Análise: Fukushima - Crónica de um Desastre Sem Fim

Fukushima - Crónica de um Desastre Sem Fim, de Bertrand Galic e Roger Vidal - Gradiva

Fukushima - Crónica de um Desastre Sem Fim, de Bertrand Galic e Roger Vidal - Gradiva
Fukushima - Crónica de um Desastre Sem Fim, de Bertrand Galic e Roger Vidal

Fukushima - Crónica de um Desastre Sem Fim é uma das bandas desenhadas mais recentes no catálogo da editora Gradiva. E sendo verdade que esta é uma daquelas obras que se insere na categoria de “banda desenhada educativa”, em que a editora portuguesa é pródiga, diga-se, também não é menos verdade que, neste caso, Fukushima é um livro bem conseguido, que apresenta bons apontamentos, e que é, por ventura, mais e melhor do que outras obras do género.

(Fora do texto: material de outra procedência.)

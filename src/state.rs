// Shared motion state
//
// One mutex guards everything the command path, the watchdog, and the
// avoidance sequencer touch. Nothing here is held across an await.

use std::time::Duration;

use serde::{Deserialize, Serialize};
use tokio::time::Instant;

/// Which way a tank turn rotates
#[derive(Debug, Clone, Copy, PartialEq, Eq, Serialize, Deserialize)]
#[serde(rename_all = "snake_case")]
pub enum TurnDirection {
    Left,
    Right,
}

impl TurnDirection {
    /// (left, right) drive values for an in-place rotation at `magnitude`
    pub fn drive(self, magnitude: i32) -> (i32, i32) {
        match self {
            TurnDirection::Left => (-magnitude, magnitude),
            TurnDirection::Right => (magnitude, -magnitude),
        }
    }
}

/// Tank-turn steering mode. Active exactly when a direction is present.
#[derive(Debug, Clone, Copy, PartialEq, Eq, Default, Serialize, Deserialize)]
pub struct TankTurn(Option<TurnDirection>);

impl TankTurn {
    pub const INACTIVE: TankTurn = TankTurn(None);

    pub fn entered(direction: TurnDirection) -> Self {
        TankTurn(Some(direction))
    }

    pub fn is_active(&self) -> bool {
        self.0.is_some()
    }

    pub fn direction(&self) -> Option<TurnDirection> {
        self.0
    }

    pub fn clear(&mut self) {
        self.0 = None;
    }
}

/// Set and cleared together, only by the avoidance sequencer. While engaged,
/// nothing else may write the drive values.
#[derive(Debug, Clone, Copy, PartialEq, Eq, Default)]
pub struct AvoidanceState {
    pub active: bool,
    pub user_control_disabled: bool,
}

impl AvoidanceState {
    pub fn engage(&mut self) {
        self.active = true;
        self.user_control_disabled = true;
    }

    pub fn release(&mut self) {
        self.active = false;
        self.user_control_disabled = false;
    }

    pub fn is_engaged(&self) -> bool {
        self.active || self.user_control_disabled
    }
}

/// Rate limit and post-turn cooldown for obstacle checks
#[derive(Debug, Clone, Copy, Default)]
pub struct ObstacleThrottle {
    pub last_check: Option<Instant>,
    pub last_direction_change: Option<Instant>,
}

impl ObstacleThrottle {
    /// Claim a check slot if `interval` has passed since the last one
    pub fn try_claim(&mut self, now: Instant, interval: Duration) -> bool {
        match self.last_check {
            Some(last) if now.duration_since(last) < interval => false,
            _ => {
                self.last_check = Some(now);
                true
            }
        }
    }

    pub fn in_cooldown(&self, now: Instant, cooldown: Duration) -> bool {
        self.last_direction_change
            .is_some_and(|changed| now.duration_since(changed) < cooldown)
    }
}

/// Everything the actors share
#[derive(Debug, Clone)]
pub struct MotionState {
    pub left: i32,
    pub right: i32,
    pub last_command: Instant,
    pub tank_turn: TankTurn,
    pub avoidance: AvoidanceState,
    pub throttle: ObstacleThrottle,
}

impl MotionState {
    pub fn new(now: Instant) -> Self {
        Self {
            left: 0,
            right: 0,
            last_command: now,
            tank_turn: TankTurn::INACTIVE,
            avoidance: AvoidanceState::default(),
            throttle: ObstacleThrottle::default(),
        }
    }

    pub fn zero(&mut self) {
        self.left = 0;
        self.right = 0;
    }

    pub fn is_stopped(&self) -> bool {
        self.left == 0 && self.right == 0
    }

    /// Either side driving forward above `threshold`
    pub fn moving_forward(&self, threshold: i32) -> bool {
        self.left > threshold || self.right > threshold
    }
}

#[cfg(test)]
mod tests {
    use super::*;

    #[test]
    fn test_tank_turn_invariant() {
        let mut tank = TankTurn::entered(TurnDirection::Right);
        assert!(tank.is_active());
        assert_eq!(tank.direction(), Some(TurnDirection::Right));
        tank.clear();
        assert!(!tank.is_active());
        assert_eq!(tank.direction(), None);
    }

    #[test]
    fn test_avoidance_flags_move_together() {
        let mut avoidance = AvoidanceState::default();
        avoidance.engage();
        assert!(avoidance.active && avoidance.user_control_disabled);
        avoidance.release();
        assert!(!avoidance.active && !avoidance.user_control_disabled);
    }

    #[test]
    fn test_throttle_rate_limit() {
        let start = Instant::now();
        let interval = Duration::from_millis(200);
        let mut throttle = ObstacleThrottle::default();

        assert!(throttle.try_claim(start, interval));
        assert!(!throttle.try_claim(start + Duration::from_millis(150), interval));
        assert!(throttle.try_claim(start + Duration::from_millis(200), interval));
    }

    #[test]
    fn test_cooldown_only_after_change() {
        let now = Instant::now();
        let cooldown = Duration::from_millis(1000);
        let mut throttle = ObstacleThrottle::default();
        assert!(!throttle.in_cooldown(now, cooldown));

        throttle.last_direction_change = Some(now);
        assert!(throttle.in_cooldown(now + Duration::from_millis(999), cooldown));
        assert!(!throttle.in_cooldown(now + Duration::from_millis(1000), cooldown));
    }

    #[test]
    fn test_moving_forward_is_signed() {
        let mut state = MotionState::new(Instant::now());
        state.left = -90;
        state.right = -90;
        assert!(!state.moving_forward(15));
        state.right = 16;
        assert!(state.moving_forward(15));
    }
}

O acontecimento que a obra trata é o desastre nuclear de Fukushima, com a libertação de radiação para toda a zona circundante à central elétrica japonesa, que ocorreu a 11 de Março de 2011 e que foi impulsionado por um terramoto que, por sua vez, originou um enorme tsunami que abalou as instalações da central elétrica. É um daqueles momentos da história da humanidade em que parece que tudo o que poderia correr mal, correu ainda pior. Tratou-se de um encadeamento de infortúnios que viriam a causar esse desastre nuclear que é tido como o pior acidente nuclear desde o desastre de Chernobyl, em 1986.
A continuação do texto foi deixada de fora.